Figure 1 illustrates the typical configuration of a bulk heterojunction photovoltaic device. To absorb more sunlight, the band gap (Eg)
of the polymer must be as low as possible without sacrificing electron
transfer. At present, substituted poly(p-phenylene vinylene)s (PPVs)
and polythiophenes (PThs) are typically used as donors in polymer
photovoltaic devices. The optical Eg of these conjugated polymers (Eg=2.0–2.2eV)
is not optimized with respect to the solar emission, which has a
maximum photon flux around 1.8eV. Furthermore, organic electron
acceptors—other than the fullerene derivatives and perylene diimides in
common use—are also needed. Our group has addressed these issues by
synthesizing both small band gap polymer donors as well as novel
organic acceptors.

Figure 1. The schematic structure of an organic/polymer bulk heterojunction photovoltaic device.
We synthesized the novel alternating conjugated copolymer PPV-BT (see Scheme 1)
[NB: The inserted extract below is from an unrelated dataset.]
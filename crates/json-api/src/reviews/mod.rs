//! Reviews

mod errors;
mod handlers;

pub(crate) use handlers::*;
consisting of electron-rich dioctyloxyphenylene vinylene (PPV) and
electron-deficient 2,1,3-benzothiadiazole (BT) units via a Pd-catalyzed
Heck cross-coupling polycondensation. PPV-BT has a band gap of (EgEC=1.77eV, EgOPT=1.94eV),
much closer to the sun's photon flux. Photovoltaic devices of indium
tin oxide/ polyethylenedioxythiophene–poly(styrene sulfonic
acid)/PPV-BT + [6,6]-phenyl C60 butric acid methyl ester (ITO/PEDOT-PSS/PPV-BT+PCBM) (1/4, w/w)/Ba/Al were fabricated. At 451nm, these exhibited an ne of 0.335% (see Figure 3) and external quantum efficiency (EQE) of 11.7%.

Scheme 1.
Chemical structures of dioctyloxyphenylene
vinylene–2,1,3-benzothiadiazole (PPV-BT), poly(phenylene
ethynylene)–2,1,3-benzothiadiazole (PPE-BT) and [6,6]-phenyl C60 butric acid methyl ester (PCBM).

Figure 2.
I-V characteristics of indium tin oxide (ITO)/
polyethylenedioxythiophene–poly(styrene sulfonic acid)
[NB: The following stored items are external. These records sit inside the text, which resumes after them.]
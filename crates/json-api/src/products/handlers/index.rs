//! Product Index Handler

use std::sync::Arc;

use rust_decimal::Decimal;
use salvo::prelude::*;
use serde::Deserialize;
use uuid::Uuid;

use storefront_app::domain::{
    pagination::{DEFAULT_LIMIT, MAX_LIMIT, PageRequest},
    products::data::{ProductQuery, ProductSort, SortOrder},
};

use crate::{
    envelope::{Envelope, PaginationResponse, validation_failed},
    extensions::*,
    products::{errors::into_status_error, models::ProductResponse},
    state::State,
};

/// Raw listing parameters, validated by hand so every failure can be reported at once.
#[derive(Debug, Default, Deserialize)]
#[serde(rename_all = "camelCase")]
struct ListProductsParams {
    page: Option<String>,
    limit: Option<String>,
    search: Option<String>,
    category: Option<String>,
    brand: Option<String>,
    min_price: Option<String>,
    max_price: Option<String>,
    rating: Option<String>,
    in_stock: Option<String>,
    featured: Option<String>,
    on_sale: Option<String>,

    /// Comma separated
    tags: Option<String>,
    sort_by: Option<String>,
    sort_order: Option<String>,
}

impl ListProductsParams {
    fn into_query(self) -> Result<ProductQuery, Vec<String>> {
        let mut errors = Vec::new();

        let page = match self.page.as_deref().map(str::parse::<u32>) {
            None => 1,
            Some(Ok(page)) if page >= 1 => page,
            Some(_) => {
                errors.push("Page must be a positive integer".to_string());
                1
            }
        };

        let limit = match self.limit.as_deref().map(str::parse::<u32>) {
            None => DEFAULT_LIMIT,
            Some(Ok(limit)) if (1..=MAX_LIMIT).contains(&limit) => limit,
            Some(_) => {
                errors.push("Limit must be between 1 and 100".to_string());
                DEFAULT_LIMIT
            }
        };

        let sort_by = match self.sort_by.as_deref() {
            None | Some("createdAt") => ProductSort::CreatedAt,
            Some("name") => ProductSort::Name,
            Some("price") => ProductSort::Price,
            Some("rating") => ProductSort::Rating,
            Some(_) => {
                errors.push("Invalid sort field".to_string());
                ProductSort::default()
            }
        };

        let sort_order = match self.sort_order.as_deref() {
            None | Some("desc") => SortOrder::Desc,
            Some("asc") => SortOrder::Asc,
            Some(_) => {
                errors.push("Sort order must be asc or desc".to_string());
                SortOrder::default()
            }
        };

        let min_price = parse_price(self.min_price.as_deref())
            .map_err(|()| errors.push("Min price must be non-negative".to_string()))
            .unwrap_or_default();

        let max_price = parse_price(self.max_price.as_deref())
            .map_err(|()| errors.push("Max price must be non-negative".to_string()))
            .unwrap_or_default();

        let min_rating = match self.rating.as_deref().map(str::parse::<Decimal>) {
            None => None,
            Some(Ok(rating)) if rating >= Decimal::ZERO && rating <= Decimal::from(5) => {
                Some(rating)
            }
            Some(_) => {
                errors.push("Rating must be between 0 and 5".to_string());
                None
            }
        };

        let category = match non_empty(self.category).as_deref().map(Uuid::parse_str) {
            None => None,
            Some(Ok(category)) => Some(category.into()),
            Some(Err(_)) => {
                errors.push("Category must be a valid UUID".to_string());
                None
            }
        };

        if !errors.is_empty() {
            return Err(errors);
        }

        let page = PageRequest::new(page, limit).unwrap_or_default();

        Ok(ProductQuery {
            page,
            search: non_empty(self.search),
            category,
            brand: non_empty(self.brand),
            min_price,
            max_price,
            min_rating,
            in_stock: self.in_stock.as_deref() == Some("true"),
            featured: self.featured.as_deref() == Some("true"),
            on_sale: self.on_sale.as_deref() == Some("true"),
            tags: self
                .tags
                .as_deref()
                .map(|tags| {
                    tags.split(',')
                        .map(str::trim)
                        .filter(|tag| !tag.is_empty())
                        .map(str::to_string)
                        .collect()
                })
                .unwrap_or_default(),
            sort_by,
            sort_order,
        })
    }
}

/// Prices are whole minor units.
fn parse_price(value: Option<&str>) -> Result<Option<u64>, ()> {
    value
        .map(|value| value.trim().parse::<u64>().map_err(|_ignored| ()))
        .transpose()
}

fn non_empty(value: Option<String>) -> Option<String> {
    value
        .map(|value| value.trim().to_string())
        .filter(|value| !value.is_empty())
}

/// Product Index Handler
///
/// Lists active products, filtered, sorted and paginated. Query parameters: `page`, `limit`,
/// `search`, `category`, `brand`, `minPrice`, `maxPrice`, `rating`, `inStock`, `featured`,
/// `onSale`, `tags` (comma separated), `sortBy` (`name`, `price`, `rating`, `createdAt`) and
/// `sortOrder` (`asc`, `desc`).
#[endpoint(
    tags("products"),
    summary = "List Products",
    responses(
        (status_code = StatusCode::OK, description = "A page of products"),
        (status_code = StatusCode::BAD_REQUEST, description = "Validation failed"),
        (status_code = StatusCode::INTERNAL_SERVER_ERROR, description = "Internal Server Error"),
    ),
)]
pub(crate) async fn handler(
    req: &mut Request,
    depot: &mut Depot,
) -> Result<Json<Envelope<Vec<ProductResponse>>>, StatusError> {
    let state = depot.obtain_or_500::<Arc<State>>()?;

    let query = req
        .parse_queries::<ListProductsParams>()
        .or_400("Invalid query string")?
        .into_query()
        .map_err(validation_failed)?;

    let page = state
        .app
        .products
        .list_products(query)
        .await
        .map_err(into_status_error)?;

    let pagination = PaginationResponse::from(&page);

    Ok(Json(
        Envelope::data(page.items.into_iter().map(Into::into).collect()).pagination(pagination),
    ))
}
#[cfg(test)]
mod tests {
    use jiff::{Timestamp, ToSpan};
    use rust_decimal::Decimal;
    use storefront::products::ProductStatus;
    use testresult::TestResult;

    use crate::{
        domain::{
            categories::records::CategoryUuid,
            pagination::PageRequest,
            products::data::{ProductSort, SortOrder},
        },
        test::{
            TestContext,
            helpers::{create_category, create_product, new_product},
        },
    };

    use super::*;

    fn names(products: &[ProductRecord]) -> Vec<&str> {
        products.iter().map(|p| p.name.as_str()).collect()
    }

    #[tokio::test]
    async fn create_product_round_trips() -> TestResult {
        let ctx = TestContext::new().await;

        let mut product = new_product("Trail Runner", 120_00);
        product.compare_price = Some(150_00);
        product.brand = Some("Stride".to_string());
        product.tags = vec!["running".to_string(), "outdoor".to_string()];
        product.stock = 4;

        let uuid = product.uuid;
        let created = ctx.products.create_product(product).await?;

        assert_eq!(created.uuid, uuid);
        assert_eq!(created.price, 120_00);
        assert_eq!(created.compare_price, Some(150_00));
        assert_eq!(created.discount_percentage(), 20);
        assert_eq!(created.tags, vec!["running", "outdoor"]);
        assert_eq!(created.status, ProductStatus::Active);
        assert_eq!(created.rating_average, Decimal::ZERO);
        assert_eq!(created.rating_count, 0);
        assert!(created.in_stock());
        assert!(created.is_low_stock());

        let fetched = ctx.products.get_product(uuid).await?;

        assert_eq!(fetched.name, "Trail Runner");

        Ok(())
    }

    #[tokio::test]
    async fn create_product_unknown_category_returns_invalid_reference() {
        let ctx = TestContext::new().await;

        let mut product = new_product("Lost", 10_00);
        product.category = Some(CategoryUuid::new());

        let result = ctx.products.create_product(product).await;

        assert!(
            matches!(result, Err(ProductsServiceError::InvalidReference)),
            "expected InvalidReference, got {result:?}"
        );
    }

    #[tokio::test]
    async fn create_product_blank_name_returns_invalid_data() {
        let ctx = TestContext::new().await;

        let result = ctx.products.create_product(new_product("", 10_00)).await;

        assert!(
            matches!(result, Err(ProductsServiceError::InvalidData)),
            "expected InvalidData, got {result:?}"
        );
    }

    #[tokio::test]
    async fn get_product_unknown_returns_not_found() {
        let ctx = TestContext::new().await;

        let result = ctx.products.get_product(ProductUuid::new()).await;

        assert!(
            matches!(result, Err(ProductsServiceError::NotFound)),
            "expected NotFound, got {result:?}"
        );
    }

    #[tokio::test]
    async fn update_product_patches_only_given_fields() -> TestResult {
        let ctx = TestContext::new().await;

        let product = create_product(&ctx, "Mug", 8_00).await?;

        let updated = ctx
            .products
            .update_product(
                product.uuid,
                ProductUpdate {
                    price: Some(7_50),
                    status: Some(ProductStatus::Inactive),
                    ..ProductUpdate::default()
                },
            )
            .await?;

        assert_eq!(updated.name, "Mug");
        assert_eq!(updated.price, 7_50);
        assert_eq!(updated.status, ProductStatus::Inactive);
        assert!(updated.updated_at >= product.updated_at);

        Ok(())
    }

    #[tokio::test]
    async fn delete_product_hides_it() -> TestResult {
        let ctx = TestContext::new().await;

        let product = create_product(&ctx, "Lamp", 30_00).await?;

        ctx.products.delete_product(product.uuid).await?;

        let result = ctx.products.get_product(product.uuid).await;

        assert!(
            matches!(result, Err(ProductsServiceError::NotFound)),
            "expected NotFound after delete, got {result:?}"
        );

        let again = ctx.products.delete_product(product.uuid).await;

        assert!(
            matches!(again, Err(ProductsServiceError::NotFound)),
            "expected NotFound deleting twice, got {again:?}"
        );

        let listed = ctx.products.list_products(ProductQuery::default()).await?;

        assert_eq!(listed.total_items, 0);

        Ok(())
    }

    #[tokio::test]
    async fn list_products_paginates() -> TestResult {
        let ctx = TestContext::new().await;

        for name in ["A", "B", "C", "D", "E"] {
            create_product(&ctx, name, 10_00).await?;
        }

        let page = ctx
            .products
            .list_products(ProductQuery {
                page: PageRequest::new(2, 2).ok_or("invalid page")?,
                sort_by: ProductSort::Name,
                sort_order: SortOrder::Asc,
                ..ProductQuery::default()
            })
            .await?;

        assert_eq!(names(&page.items), vec!["C", "D"]);
        assert_eq!(page.total_items, 5);
        assert_eq!(page.total_pages, 3);
        assert!(page.has_next);
        assert!(page.has_prev);

        Ok(())
    }

    #[tokio::test]
    async fn list_products_excludes_inactive() -> TestResult {
        let ctx = TestContext::new().await;

        create_product(&ctx, "Visible", 10_00).await?;

        let mut hidden = new_product("Hidden", 10_00);
        hidden.status = ProductStatus::Archived;
        ctx.products.create_product(hidden).await?;

        let page = ctx.products.list_products(ProductQuery::default()).await?;

        assert_eq!(names(&page.items), vec!["Visible"]);

        Ok(())
    }

    #[tokio::test]
    async fn list_products_filters() -> TestResult {
        let ctx = TestContext::new().await;
        let shoes = create_category(&ctx, "Shoes", None).await?;

        let mut runner = new_product("Road Runner", 90_00);
        runner.category = Some(shoes.uuid);
        runner.brand = Some("Stride".to_string());
        runner.tags = vec!["running".to_string()];
        runner.stock = 3;
        runner.featured = true;
        ctx.products.create_product(runner).await?;

        let mut sandal = new_product("Beach Sandal", 20_00);
        sandal.category = Some(shoes.uuid);
        sandal.tags = vec!["summer".to_string()];
        ctx.products.create_product(sandal).await?;

        let mut towel = new_product("Beach Towel", 15_00);
        towel.description = "100% cotton".to_string();
        towel.stock = 12;
        ctx.products.create_product(towel).await?;

        let query = |f: fn(&mut ProductQuery)| {
            let mut query = ProductQuery {
                sort_by: ProductSort::Name,
                sort_order: SortOrder::Asc,
                ..ProductQuery::default()
            };
            f(&mut query);
            query
        };

        let cases: Vec<(ProductQuery, Vec<&str>)> = vec![
            (
                query(|q| q.search = Some("beach".to_string())),
                vec!["Beach Sandal", "Beach Towel"],
            ),
            (
                query(|q| q.search = Some("100%".to_string())),
                vec!["Beach Towel"],
            ),
            (query(|q| q.brand = Some("stri".to_string())), vec!["Road Runner"]),
            (
                query(|q| q.min_price = Some(16_00)),
                vec!["Beach Sandal", "Road Runner"],
            ),
            (
                query(|q| q.max_price = Some(20_00)),
                vec!["Beach Sandal", "Beach Towel"],
            ),
            (query(|q| q.in_stock = true), vec!["Beach Towel", "Road Runner"]),
            (query(|q| q.featured = true), vec!["Road Runner"]),
            (
                query(|q| q.tags = vec!["summer".to_string(), "running".to_string()]),
                vec!["Beach Sandal", "Road Runner"],
            ),
        ];

        for (query, expected) in cases {
            let page = ctx.products.list_products(query.clone()).await?;

            assert_eq!(names(&page.items), expected, "query: {query:?}");
            assert_eq!(page.total_items, expected.len() as u64, "query: {query:?}");
        }

        let by_category = ctx
            .products
            .list_products(ProductQuery {
                category: Some(shoes.uuid),
                sort_by: ProductSort::Price,
                sort_order: SortOrder::Desc,
                ..ProductQuery::default()
            })
            .await?;

        assert_eq!(names(&by_category.items), vec!["Road Runner", "Beach Sandal"]);

        Ok(())
    }

    #[tokio::test]
    async fn list_products_defaults_to_newest_first() -> TestResult {
        let ctx = TestContext::new().await;

        create_product(&ctx, "Older", 10_00).await?;
        create_product(&ctx, "Newer", 10_00).await?;

        let page = ctx.products.list_products(ProductQuery::default()).await?;

        assert_eq!(names(&page.items), vec!["Newer", "Older"]);

        Ok(())
    }

    #[tokio::test]
    async fn featured_products_respects_limit() -> TestResult {
        let ctx = TestContext::new().await;

        for name in ["One", "Two", "Three"] {
            let mut product = new_product(name, 10_00);
            product.featured = true;
            ctx.products.create_product(product).await?;
        }

        create_product(&ctx, "Plain", 10_00).await?;

        let featured = ctx.products.featured_products(2).await?;

        assert_eq!(names(&featured), vec!["Three", "Two"]);

        Ok(())
    }

    #[tokio::test]
    async fn sale_products_skip_ended_sales() -> TestResult {
        let ctx = TestContext::new().await;
        let now = Timestamp::now();

        let mut open_ended = new_product("Open Ended", 10_00);
        open_ended.on_sale = true;
        ctx.products.create_product(open_ended).await?;

        let mut running = new_product("Running", 10_00);
        running.on_sale = true;
        running.sale_ends_at = Some(now.checked_add(24.hours())?);
        ctx.products.create_product(running).await?;

        let mut ended = new_product("Ended", 10_00);
        ended.on_sale = true;
        ended.sale_ends_at = Some(now.checked_sub(24.hours())?);
        ctx.products.create_product(ended).await?;

        let mut hidden = new_product("Hidden", 10_00);
        hidden.on_sale = true;
        hidden.status = ProductStatus::Inactive;
        ctx.products.create_product(hidden).await?;

        create_product(&ctx, "Full Price", 10_00).await?;

        let sale = ctx.products.sale_products(10).await?;

        assert_eq!(names(&sale), vec!["Running", "Open Ended"]);

        let limited = ctx.products.sale_products(1).await?;

        assert_eq!(names(&limited), vec!["Running"]);

        let listed = ctx
            .products
            .list_products(ProductQuery {
                on_sale: true,
                sort_by: ProductSort::Name,
                sort_order: SortOrder::Asc,
                ..ProductQuery::default()
            })
            .await?;

        assert_eq!(names(&listed.items), vec!["Ended", "Open Ended", "Running"]);

        Ok(())
    }

    #[tokio::test]
    async fn untracked_products_are_always_in_stock() -> TestResult {
        let ctx = TestContext::new().await;

        let mut download = new_product("Download", 5_00);
        download.track_quantity = false;
        let download = ctx.products.create_product(download).await?;

        assert!(download.in_stock());
        assert!(!download.is_low_stock());

        create_product(&ctx, "Sold Out", 5_00).await?;

        let listed = ctx
            .products
            .list_products(ProductQuery {
                in_stock: true,
                ..ProductQuery::default()
            })
            .await?;

        assert_eq!(names(&listed.items), vec!["Download"]);

        let tracked = ctx
            .products
            .update_product(
                download.uuid,
                ProductUpdate {
                    track_quantity: Some(true),
                    ..ProductUpdate::default()
                },
            )
            .await?;

        assert!(!tracked.in_stock());

        Ok(())
    }

    #[tokio::test]
    async fn related_products_share_category_tag_or_brand() -> TestResult {
        let ctx = TestContext::new().await;
        let kitchen = create_category(&ctx, "Kitchen", None).await?;

        let mut kettle = new_product("Kettle", 40_00);
        kettle.category = Some(kitchen.uuid);
        kettle.brand = Some("Boil".to_string());
        kettle.tags = vec!["tea".to_string()];
        let kettle = ctx.products.create_product(kettle).await?;

        let mut toaster = new_product("Toaster", 30_00);
        toaster.category = Some(kitchen.uuid);
        ctx.products.create_product(toaster).await?;

        let mut teapot = new_product("Teapot", 25_00);
        teapot.tags = vec!["tea".to_string()];
        ctx.products.create_product(teapot).await?;

        let mut boiler = new_product("Boiler", 500_00);
        boiler.brand = Some("Boil".to_string());
        ctx.products.create_product(boiler).await?;

        create_product(&ctx, "Unrelated", 5_00).await?;

        let related = ctx.products.related_products(kettle.uuid, 10).await?;

        let mut related = names(&related);
        related.sort_unstable();

        assert_eq!(related, vec!["Boiler", "Teapot", "Toaster"]);

        Ok(())
    }

    #[tokio::test]
    async fn related_products_unknown_returns_not_found() {
        let ctx = TestContext::new().await;

        let result = ctx.products.related_products(ProductUuid::new(), 4).await;

        assert!(
            matches!(result, Err(ProductsServiceError::NotFound)),
            "expected NotFound, got {result:?}"
        );
    }
}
(PEDOT-PSS)/PPV-BT + [6,6]-phenyl C60 butric acid methyl ester (PCBM) and ITO/PEDOT-PSS/PPE-BT + PCBM (1/4,w/w)/Ba/Al devices (A.M. 1.5, 78.2mW/cm2).
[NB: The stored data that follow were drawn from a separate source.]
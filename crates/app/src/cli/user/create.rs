use clap::Args;
use storefront_app::{
    auth::{format_api_token, generate_api_token_secret, hash_api_token},
    database::{self, Db},
    domain::users::{PgUsersService, UsersService, data::NewUser, records::UserUuid},
};
use uuid::Uuid;

#[derive(Debug, Args)]
pub(crate) struct CreateUserArgs {
    /// User display name
    #[arg(long)]
    name: String,

    /// User email address
    #[arg(long)]
    email: String,

    /// PostgreSQL connection string
    #[arg(long, env = "DATABASE_URL", hide_env_values = true)]
    database_url: String,

    /// Optional user UUID; generated when omitted
    #[arg(long)]
    user_uuid: Option<Uuid>,
}

pub(crate) async fn run(args: CreateUserArgs) -> Result<(), String> {
    let pool = database::connect(&args.database_url)
        .await
        .map_err(|error| format!("failed to connect to database: {error}"))?;

    let service = PgUsersService::new(Db::new(pool));
    let token = format_api_token(&generate_api_token_secret());

    let user = service
        .create_user(NewUser {
            uuid: args.user_uuid.map_or_else(UserUuid::new, UserUuid::from_uuid),
            name: args.name,
            email: args.email,
            token_hash: hash_api_token(&token),
        })
        .await
        .map_err(|error| format!("failed to create user: {error}"))?;

    println!("user_uuid: {}", user.uuid);
    println!("user_email: {}", user.email);
    println!("api_token: {token}");
    println!("store this token now; it is only shown once");

    Ok(())
}
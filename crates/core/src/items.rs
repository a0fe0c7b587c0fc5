//! Items

use serde::{Deserialize, Serialize};
use uuid::Uuid;

/// Variant selector for a line item.
///
/// Two variants are the same when all three fields match; a line added without a variant
/// is equal to one added with an all-empty variant.
#[derive(Debug, Clone, Default, PartialEq, Eq, Hash, Serialize, Deserialize)]
pub struct Variant {
    /// Size, e.g. `"M"`
    pub size: Option<String>,

    /// Colour, e.g. `"red"`
    pub color: Option<String>,

    /// Variant SKU
    pub sku: Option<String>,
}

impl Variant {
    /// Returns `true` when no selector field is set.
    pub fn is_empty(&self) -> bool {
        self.size.is_none() && self.color.is_none() && self.sku.is_none()
    }
}

/// A cart line: one product + variant with a quantity and the unit price captured when the
/// product was added.
#[derive(Debug, Clone, PartialEq, Eq)]
pub struct LineItem {
    uuid: Uuid,
    product: Uuid,
    variant: Variant,
    quantity: u32,
    unit_price: u64,
}

impl LineItem {
    /// Creates a new line item.
    pub fn new(
        uuid: Uuid,
        product: Uuid,
        variant: Variant,
        quantity: u32,
        unit_price: u64,
    ) -> Self {
        Self {
            uuid,
            product,
            variant,
            quantity,
            unit_price,
        }
    }

    /// Line identifier
    pub fn uuid(&self) -> Uuid {
        self.uuid
    }

    /// Referenced product
    pub fn product(&self) -> Uuid {
        self.product
    }

    /// Variant selector
    pub fn variant(&self) -> &Variant {
        &self.variant
    }

    /// Quantity, always at least one for lines held by a cart.
    pub fn quantity(&self) -> u32 {
        self.quantity
    }

    /// Captured unit price in minor units.
    pub fn unit_price(&self) -> u64 {
        self.unit_price
    }

    /// Unit price multiplied by quantity, or `None` on overflow.
    pub fn line_total(&self) -> Option<u64> {
        self.unit_price.checked_mul(u64::from(self.quantity))
    }

    /// Whether this line holds the given product and variant.
    pub fn matches(&self, product: Uuid, variant: &Variant) -> bool {
        self.product == product && self.variant == *variant
    }

    pub(crate) fn set_quantity(&mut self, quantity: u32) {
        self.quantity = quantity;
    }

    pub(crate) fn set_unit_price(&mut self, unit_price: u64) {
        self.unit_price = unit_price;
    }
}

#[cfg(test)]
mod tests {
    use super::*;

    #[test]
    fn line_total_multiplies_price_by_quantity() {
        let item = LineItem::new(Uuid::now_v7(), Uuid::now_v7(), Variant::default(), 3, 2_50);

        assert_eq!(item.line_total(), Some(7_50));
    }

    #[test]
    fn line_total_overflow_is_none() {
        let item = LineItem::new(Uuid::now_v7(), Uuid::now_v7(), Variant::default(), 2, u64::MAX);

        assert_eq!(item.line_total(), None);
    }

    #[test]
    fn matches_requires_same_product_and_variant() {
        let product = Uuid::now_v7();
        let red = Variant {
            color: Some("red".to_string()),
            ..Variant::default()
        };

        let item = LineItem::new(Uuid::now_v7(), product, red.clone(), 1, 100);

        assert!(item.matches(product, &red));
        assert!(!item.matches(product, &Variant::default()));
        assert!(!item.matches(Uuid::now_v7(), &red));
    }

    #[test]
    fn empty_variant() {
        assert!(Variant::default().is_empty());
        assert!(
            !Variant {
                sku: Some("SKU-1".to_string()),
                ..Variant::default()
            }
            .is_empty()
        );
    }
}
Figure 3. Current-voltage characteristics of ITO/PEDOT-PSS/PTBBQ+PCBM (1/4,w/w)/Ba/Al device (A.M. 1.5, 78.2mW/cm2).
We
also synthesized the copolymer PPE-BT, a poly(phenylene ethynylene)
(PPE) derivative that has alternating triple bonds and an EgEC of 1.94eV (see Scheme 1).
PPV-BT and PPE-BT have similar structures except that the double bonds
of PPV-BT are triple bonds in PPE-BT. As shown in Figure 2,
a device based on PPV-BT is more than an order of magnitude more
efficient than a device based on PPE-BT. This is probably because the
former has a greater ability to remove electrons and a broader optical
absorption range than the latter.2,3
Table 1.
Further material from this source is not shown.